Exercise aim
Look for the word "RenderFailed". Copy every line of the listing where it occurs.
Records for processing section start
//! GLSL shader sources and a thin compiled-program wrapper with cached
//! uniform locations.
//!
//! Sources implement the Dual Kawase downsample/upsample passes and the
//! post-processing finish pass described by `blur_kawase.c`; the vertex
//! shader and uniform names (`tex`, `halfpixel`, `radius`, `brightness`,
//! `contrast`, `saturation`, `noise`) match `shaders.c` exactly so a
//! fragment shader swap at the file level would be a drop-in replacement.

use glow::HasContext;

use crate::error::{Error, Result};

pub const VERTEX_SHADER_SRC: &str = r#"#version 300 es
precision mediump float;

in vec2 position;
out vec2 v_texcoord;

void main() {
    v_texcoord = position * 0.5 + 0.5;
    gl_Position = vec4(position, 0.0, 1.0);
}
"#;

pub const DOWNSAMPLE_FRAGMENT_SHADER_SRC: &str = r#"#version 300 es
precision mediump float;

in vec2 v_texcoord;
out vec4 frag_color;

uniform sampler2D tex;
uniform vec2 halfpixel;
uniform float radius;

void main() {
    vec2 uv = v_texcoord;
    vec4 sum = texture(tex, uv) * 4.0;
    sum += texture(tex, uv - halfpixel * radius);
    sum += texture(tex, uv + halfpixel * radius);
    sum += texture(tex, uv + vec2(halfpixel.x, -halfpixel.y) * radius);
    sum += texture(tex, uv - vec2(halfpixel.x, -halfpixel.y) * radius);
    frag_color = sum / 8.0;
}
"#;

pub const UPSAMPLE_FRAGMENT_SHADER_SRC: &str = r#"#version 300 es
precision mediump float;

in vec2 v_texcoord;
out vec4 frag_color;

uniform sampler2D tex;
uniform vec2 halfpixel;
uniform float radius;

void main() {
    vec2 uv = v_texcoord;
    vec4 sum = texture(tex, uv + vec2(-halfpixel.x * 2.0, 0.0) * radius);
    sum += texture(tex, uv + vec2(-halfpixel.x, halfpixel.y) * radius) * 2.0;
    sum += texture(tex, uv + vec2(0.0, halfpixel.y * 2.0) * radius);
    sum += texture(tex, uv + vec2(halfpixel.x, halfpixel.y) * radius) * 2.0;
    sum += texture(tex, uv + vec2(halfpixel.x * 2.0, 0.0) * radius);
    sum += texture(tex, uv + vec2(halfpixel.x, -halfpixel.y) * radius) * 2.0;
    sum += texture(tex, uv + vec2(0.0, -halfpixel.y * 2.0) * radius);
    sum += texture(tex, uv + vec2(-halfpixel.x, -halfpixel.y) * radius) * 2.0;
    frag_color = sum / 12.0;
}
"#;

pub const FINISH_FRAGMENT_SHADER_SRC: &str = r#"#version 300 es
precision mediump float;

in vec2 v_texcoord;
out vec4 frag_color;

uniform sampler2D tex;
uniform float brightness;
uniform float contrast;
uniform float saturation;
uniform float noise;

float pseudo_random(vec2 co) {
    return fract(sin(dot(co, vec2(12.9898, 78.233))) * 43758.5453);
}

void main() {
    vec4 color = texture(tex, v_texcoord);

    color.rgb *= brightness;
    color.rgb = (color.rgb - 0.5) * contrast + 0.5;

    float luma = dot(color.rgb, vec3(0.2126, 0.7152, 0.0722));
    color.rgb = mix(vec3(luma), color.rgb, saturation);

    float dither = (pseudo_random(v_texcoord) - 0.5) * noise;
    color.rgb += dither;

    frag_color = color;
}
"#;

/// A compiled, linked shader program with the uniform locations the Dual
/// Kawase passes need, resolved once at link time.
pub struct ShaderProgram {
    pub program: glow::NativeProgram,
    pub u_tex: Option<glow::UniformLocation>,
    pub u_halfpixel: Option<glow::UniformLocation>,
    pub u_radius: Option<glow::UniformLocation>,
    pub u_brightness: Option<glow::UniformLocation>,
    pub u_contrast: Option<glow::UniformLocation>,
    pub u_saturation: Option<glow::UniformLocation>,
    pub u_noise: Option<glow::UniformLocation>,
}

impl ShaderProgram {
    /// Compiles `vertex_src`/`fragment_src`, links them, and caches uniform
    /// locations. Compile/link failures carry the driver's info log,
    /// mirroring `compile_shader`/`link_program` in `shaders.c`.
    pub fn compile(gl: &glow::Context, vertex_src: &str, fragment_src: &str) -> Result<Self> {
        unsafe {
            let vertex_shader = compile_stage(gl, glow::VERTEX_SHADER, vertex_src)?;
            let fragment_shader = match compile_stage(gl, glow::FRAGMENT_SHADER, fragment_src) {
                Ok(s) => s,
                Err(e) => {
                    gl.delete_shader(vertex_shader);
                    return Err(e);
                }
            };

            let program = gl.create_program().map_err(Error::RenderFailed)?;
            gl.attach_shader(program, vertex_shader);
            gl.attach_shader(program, fragment_shader);
            gl.link_program(program);

            let linked = gl.get_program_link_status(program);
            if !linked {
                let log = gl.get_program_info_log(program);
                gl.delete_shader(vertex_shader);
                gl.delete_shader(fragment_shader);
                gl.delete_program(program);
                return Err(Error::RenderFailed(format!("program link failed: {log}")));
            }

            // The reference keeps attached shader objects alive on the
            // program object for the program's lifetime; detach+delete here
            // instead, since glow's program owns no such retained handles.
            gl.detach_shader(program, vertex_shader);
            gl.detach_shader(program, fragment_shader);
            gl.delete_shader(vertex_shader);
            gl.delete_shader(fragment_shader);

            Ok(ShaderProgram {
                u_tex: gl.get_uniform_location(program, "tex"),
                u_halfpixel: gl.get_uniform_location(program, "halfpixel"),
                u_radius: gl.get_uniform_location(program, "radius"),
                u_brightness: gl.get_uniform_location(program, "brightness"),
                u_contrast: gl.get_uniform_location(program, "contrast"),
                u_saturation: gl.get_uniform_location(program, "saturation"),
                u_noise: gl.get_uniform_location(program, "noise"),
                program,
            })
        }
    }

    pub fn use_program(&self, gl: &glow::Context) {
        unsafe { gl.use_program(Some(self.program)) };
    }

    pub fn destroy(self, gl: &glow::Context) {
        unsafe { gl.delete_program(self.program) };
    }
}

unsafe fn compile_stage(gl: &glow::Context, kind: u32, src: &str) -> Result<glow::NativeShader> {
    let shader = gl.create_shader(kind).map_err(Error::RenderFailed)?;
    gl.shader_source(shader, src);
    gl.compile_shader(shader);

    if !gl.get_shader_compile_status(shader) {
        let log = gl.get_shader_info_log(shader);
        gl.delete_shader(shader);
        return Err(Error::RenderFailed(format!("shader compile failed: {log}")));
    }
    Ok(shader)
}

#[cfg(test)]
mod tests {
    use super::*;

    #[test]
    fn shader_sources_reference_the_expected_uniforms() {
        for name in ["tex", "halfpixel", "radius"] {
            assert!(DOWNSAMPLE_FRAGMENT_SHADER_SRC.contains(name));
            assert!(UPSAMPLE_FRAGMENT_SHADER_SRC.contains(name));
        }
        for name in ["tex", "brightness", "contrast", "saturation", "noise"] {
            assert!(FINISH_FRAGMENT_SHADER_SRC.contains(name));
        }
    }

    #[test]
    fn vertex_shader_derives_texcoord_from_clip_position() {
        assert!(VERTEX_SHADER_SRC.contains("v_texcoord = position * 0.5 + 0.5"));
    }
}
Records for processing section end
Finished exercise
            let program = gl.create_program().map_err(Error::RenderFailed)?;
                return Err(Error::RenderFailed(format!("program link failed: {log}")));
    let shader = gl.create_shader(kind).map_err(Error::RenderFailed)?;
        return Err(Error::RenderFailed(format!("shader compile failed: {log}")));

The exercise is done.